What to do: How many lines of these entries hold the string "RoundRobinLoadBalancer"? Reply with the number alone.

··· Input records ···

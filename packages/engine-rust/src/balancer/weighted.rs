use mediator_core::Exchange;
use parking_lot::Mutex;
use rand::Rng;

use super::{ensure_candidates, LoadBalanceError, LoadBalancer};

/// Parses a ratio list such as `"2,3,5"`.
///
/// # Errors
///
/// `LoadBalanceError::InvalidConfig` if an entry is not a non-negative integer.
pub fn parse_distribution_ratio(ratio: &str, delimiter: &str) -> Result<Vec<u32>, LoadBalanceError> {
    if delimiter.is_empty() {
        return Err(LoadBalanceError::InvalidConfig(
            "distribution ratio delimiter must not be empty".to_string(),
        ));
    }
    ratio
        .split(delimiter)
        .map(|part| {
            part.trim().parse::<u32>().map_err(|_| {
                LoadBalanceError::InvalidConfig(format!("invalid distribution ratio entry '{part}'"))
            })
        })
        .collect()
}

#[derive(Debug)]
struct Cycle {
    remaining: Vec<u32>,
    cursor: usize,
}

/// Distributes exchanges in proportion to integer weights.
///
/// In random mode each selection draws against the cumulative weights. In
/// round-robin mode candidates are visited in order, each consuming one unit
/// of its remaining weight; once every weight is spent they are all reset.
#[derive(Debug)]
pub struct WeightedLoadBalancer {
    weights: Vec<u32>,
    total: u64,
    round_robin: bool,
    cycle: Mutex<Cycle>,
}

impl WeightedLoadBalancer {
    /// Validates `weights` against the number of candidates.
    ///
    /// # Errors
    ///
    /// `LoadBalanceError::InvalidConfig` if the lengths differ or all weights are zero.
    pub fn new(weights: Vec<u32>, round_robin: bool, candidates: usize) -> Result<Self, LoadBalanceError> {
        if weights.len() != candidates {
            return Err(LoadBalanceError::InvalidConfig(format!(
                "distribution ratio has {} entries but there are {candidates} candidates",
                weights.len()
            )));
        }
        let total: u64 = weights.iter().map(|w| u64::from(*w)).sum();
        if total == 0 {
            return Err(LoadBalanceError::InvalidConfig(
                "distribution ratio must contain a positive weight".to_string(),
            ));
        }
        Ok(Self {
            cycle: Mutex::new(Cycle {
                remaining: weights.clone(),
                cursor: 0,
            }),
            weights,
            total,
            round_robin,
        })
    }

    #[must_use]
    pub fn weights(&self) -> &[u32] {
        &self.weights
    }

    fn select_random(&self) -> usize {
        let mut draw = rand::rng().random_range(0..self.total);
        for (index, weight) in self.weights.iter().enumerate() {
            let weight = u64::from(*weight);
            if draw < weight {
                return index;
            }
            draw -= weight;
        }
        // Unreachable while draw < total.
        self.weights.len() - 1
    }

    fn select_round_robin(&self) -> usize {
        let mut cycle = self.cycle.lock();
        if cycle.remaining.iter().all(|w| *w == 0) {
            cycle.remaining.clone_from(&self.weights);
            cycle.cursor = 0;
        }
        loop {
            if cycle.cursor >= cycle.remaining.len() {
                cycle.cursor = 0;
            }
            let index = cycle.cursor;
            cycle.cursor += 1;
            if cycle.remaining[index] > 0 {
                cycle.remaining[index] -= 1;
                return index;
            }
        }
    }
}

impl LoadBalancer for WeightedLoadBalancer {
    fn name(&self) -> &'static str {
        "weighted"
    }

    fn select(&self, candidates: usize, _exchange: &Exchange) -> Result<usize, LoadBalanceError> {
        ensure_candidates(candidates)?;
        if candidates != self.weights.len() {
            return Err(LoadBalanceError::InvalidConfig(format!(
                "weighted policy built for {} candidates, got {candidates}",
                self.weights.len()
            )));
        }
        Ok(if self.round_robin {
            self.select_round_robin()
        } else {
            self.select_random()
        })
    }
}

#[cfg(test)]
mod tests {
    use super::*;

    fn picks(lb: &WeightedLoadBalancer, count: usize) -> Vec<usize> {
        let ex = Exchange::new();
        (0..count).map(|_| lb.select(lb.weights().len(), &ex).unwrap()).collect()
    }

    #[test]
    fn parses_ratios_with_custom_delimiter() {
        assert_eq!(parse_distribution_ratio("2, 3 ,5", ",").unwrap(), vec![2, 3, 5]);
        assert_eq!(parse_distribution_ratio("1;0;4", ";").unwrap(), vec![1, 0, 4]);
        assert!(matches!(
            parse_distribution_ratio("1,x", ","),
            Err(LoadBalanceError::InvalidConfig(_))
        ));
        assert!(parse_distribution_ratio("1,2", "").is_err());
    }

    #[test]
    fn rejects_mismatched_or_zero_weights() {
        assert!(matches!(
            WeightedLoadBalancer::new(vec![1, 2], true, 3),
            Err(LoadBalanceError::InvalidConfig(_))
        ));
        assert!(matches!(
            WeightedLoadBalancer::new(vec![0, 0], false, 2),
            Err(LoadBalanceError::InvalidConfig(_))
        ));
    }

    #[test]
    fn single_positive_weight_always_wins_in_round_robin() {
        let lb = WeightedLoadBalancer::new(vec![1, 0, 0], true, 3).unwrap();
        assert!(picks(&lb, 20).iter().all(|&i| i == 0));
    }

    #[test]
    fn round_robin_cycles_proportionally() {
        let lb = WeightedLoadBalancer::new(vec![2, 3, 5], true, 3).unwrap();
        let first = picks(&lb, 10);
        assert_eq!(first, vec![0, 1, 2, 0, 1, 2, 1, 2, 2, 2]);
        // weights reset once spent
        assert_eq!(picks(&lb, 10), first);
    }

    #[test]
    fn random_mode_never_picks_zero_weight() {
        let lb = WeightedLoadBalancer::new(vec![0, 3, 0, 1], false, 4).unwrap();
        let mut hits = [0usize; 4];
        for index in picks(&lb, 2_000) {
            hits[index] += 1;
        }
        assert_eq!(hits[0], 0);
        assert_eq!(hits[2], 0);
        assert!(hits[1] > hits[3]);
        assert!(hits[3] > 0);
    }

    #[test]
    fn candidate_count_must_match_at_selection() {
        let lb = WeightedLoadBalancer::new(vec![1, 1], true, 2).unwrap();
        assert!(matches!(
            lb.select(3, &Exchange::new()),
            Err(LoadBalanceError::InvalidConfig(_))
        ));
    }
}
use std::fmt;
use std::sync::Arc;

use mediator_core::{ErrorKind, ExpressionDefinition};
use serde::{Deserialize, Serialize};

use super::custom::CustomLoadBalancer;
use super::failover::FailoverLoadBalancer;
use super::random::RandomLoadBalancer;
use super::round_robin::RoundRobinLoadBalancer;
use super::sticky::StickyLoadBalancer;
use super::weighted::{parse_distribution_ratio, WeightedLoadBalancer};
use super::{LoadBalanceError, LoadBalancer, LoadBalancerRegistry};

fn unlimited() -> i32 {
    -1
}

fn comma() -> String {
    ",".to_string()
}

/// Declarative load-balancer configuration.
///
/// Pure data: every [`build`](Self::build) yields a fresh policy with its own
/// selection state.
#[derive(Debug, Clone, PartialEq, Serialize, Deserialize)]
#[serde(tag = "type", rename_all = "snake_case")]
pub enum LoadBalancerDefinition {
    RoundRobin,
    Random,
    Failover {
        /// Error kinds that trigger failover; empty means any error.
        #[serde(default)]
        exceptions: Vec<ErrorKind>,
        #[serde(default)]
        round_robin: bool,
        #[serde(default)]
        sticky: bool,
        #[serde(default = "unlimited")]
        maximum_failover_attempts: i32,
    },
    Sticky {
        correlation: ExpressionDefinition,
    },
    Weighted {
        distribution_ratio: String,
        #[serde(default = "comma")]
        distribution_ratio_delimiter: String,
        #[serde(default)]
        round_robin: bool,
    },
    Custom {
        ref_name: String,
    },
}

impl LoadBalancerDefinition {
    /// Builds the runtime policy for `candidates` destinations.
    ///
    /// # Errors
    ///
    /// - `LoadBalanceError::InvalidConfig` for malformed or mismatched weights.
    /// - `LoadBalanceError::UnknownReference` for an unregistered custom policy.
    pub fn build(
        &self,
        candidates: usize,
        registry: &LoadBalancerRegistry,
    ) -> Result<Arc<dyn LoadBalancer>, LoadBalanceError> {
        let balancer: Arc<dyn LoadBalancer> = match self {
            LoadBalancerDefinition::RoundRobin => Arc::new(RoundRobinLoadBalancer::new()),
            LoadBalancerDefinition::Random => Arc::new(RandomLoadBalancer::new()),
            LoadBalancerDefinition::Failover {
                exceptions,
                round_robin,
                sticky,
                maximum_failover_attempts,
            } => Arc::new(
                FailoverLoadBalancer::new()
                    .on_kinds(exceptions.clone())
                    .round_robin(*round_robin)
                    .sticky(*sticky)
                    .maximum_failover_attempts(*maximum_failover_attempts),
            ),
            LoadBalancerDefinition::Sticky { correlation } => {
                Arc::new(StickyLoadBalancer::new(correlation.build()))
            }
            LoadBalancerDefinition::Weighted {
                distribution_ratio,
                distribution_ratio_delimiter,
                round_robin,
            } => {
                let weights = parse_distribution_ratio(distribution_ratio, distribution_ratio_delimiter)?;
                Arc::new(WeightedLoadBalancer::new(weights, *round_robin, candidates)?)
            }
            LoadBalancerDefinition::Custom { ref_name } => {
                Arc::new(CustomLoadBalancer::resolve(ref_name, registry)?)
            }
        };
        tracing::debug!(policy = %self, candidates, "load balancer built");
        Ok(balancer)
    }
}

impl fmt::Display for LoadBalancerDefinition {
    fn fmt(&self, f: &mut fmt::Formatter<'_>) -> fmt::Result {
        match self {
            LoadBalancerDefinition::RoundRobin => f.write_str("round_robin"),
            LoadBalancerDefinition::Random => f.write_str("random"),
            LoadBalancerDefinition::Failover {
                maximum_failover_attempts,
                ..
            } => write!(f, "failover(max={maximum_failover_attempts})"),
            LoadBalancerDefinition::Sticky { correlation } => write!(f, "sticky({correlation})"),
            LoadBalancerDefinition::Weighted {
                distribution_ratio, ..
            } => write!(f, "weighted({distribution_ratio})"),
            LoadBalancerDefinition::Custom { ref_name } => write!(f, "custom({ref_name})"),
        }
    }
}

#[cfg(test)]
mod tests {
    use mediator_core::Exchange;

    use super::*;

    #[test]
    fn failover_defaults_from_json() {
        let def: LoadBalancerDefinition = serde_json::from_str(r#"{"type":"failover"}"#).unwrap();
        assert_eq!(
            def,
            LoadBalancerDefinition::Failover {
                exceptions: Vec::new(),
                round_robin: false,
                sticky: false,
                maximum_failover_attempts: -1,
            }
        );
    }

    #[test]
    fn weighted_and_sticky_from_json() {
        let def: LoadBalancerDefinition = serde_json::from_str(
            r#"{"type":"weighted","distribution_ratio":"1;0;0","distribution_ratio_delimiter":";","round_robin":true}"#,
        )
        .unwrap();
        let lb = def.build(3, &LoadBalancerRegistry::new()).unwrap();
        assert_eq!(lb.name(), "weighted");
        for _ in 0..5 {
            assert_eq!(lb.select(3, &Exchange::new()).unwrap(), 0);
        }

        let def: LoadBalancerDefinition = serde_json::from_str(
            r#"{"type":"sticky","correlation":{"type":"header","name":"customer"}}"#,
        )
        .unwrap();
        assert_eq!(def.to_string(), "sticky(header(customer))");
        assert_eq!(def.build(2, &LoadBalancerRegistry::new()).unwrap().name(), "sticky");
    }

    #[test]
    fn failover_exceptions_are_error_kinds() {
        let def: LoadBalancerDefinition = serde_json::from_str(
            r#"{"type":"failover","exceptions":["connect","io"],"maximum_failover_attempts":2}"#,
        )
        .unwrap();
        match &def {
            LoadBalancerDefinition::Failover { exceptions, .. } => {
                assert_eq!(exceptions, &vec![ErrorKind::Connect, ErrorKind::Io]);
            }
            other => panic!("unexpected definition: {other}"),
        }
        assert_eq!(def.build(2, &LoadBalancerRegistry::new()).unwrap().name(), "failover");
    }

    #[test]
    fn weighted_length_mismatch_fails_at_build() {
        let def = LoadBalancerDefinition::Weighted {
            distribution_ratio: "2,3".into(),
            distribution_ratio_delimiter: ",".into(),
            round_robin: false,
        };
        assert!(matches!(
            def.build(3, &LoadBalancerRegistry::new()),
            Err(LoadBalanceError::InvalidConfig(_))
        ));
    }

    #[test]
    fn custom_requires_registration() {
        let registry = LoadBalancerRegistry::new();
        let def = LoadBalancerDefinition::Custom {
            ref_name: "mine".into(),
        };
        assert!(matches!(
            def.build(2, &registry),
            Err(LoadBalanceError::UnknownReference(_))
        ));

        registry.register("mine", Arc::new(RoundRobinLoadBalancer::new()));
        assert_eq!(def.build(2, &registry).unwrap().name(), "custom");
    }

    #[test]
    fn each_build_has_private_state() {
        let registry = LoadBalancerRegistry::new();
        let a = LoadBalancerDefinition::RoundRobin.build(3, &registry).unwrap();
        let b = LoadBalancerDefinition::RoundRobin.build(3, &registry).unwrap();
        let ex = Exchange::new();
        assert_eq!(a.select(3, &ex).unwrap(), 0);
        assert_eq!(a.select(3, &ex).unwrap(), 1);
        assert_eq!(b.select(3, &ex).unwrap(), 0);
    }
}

···

Result below: 3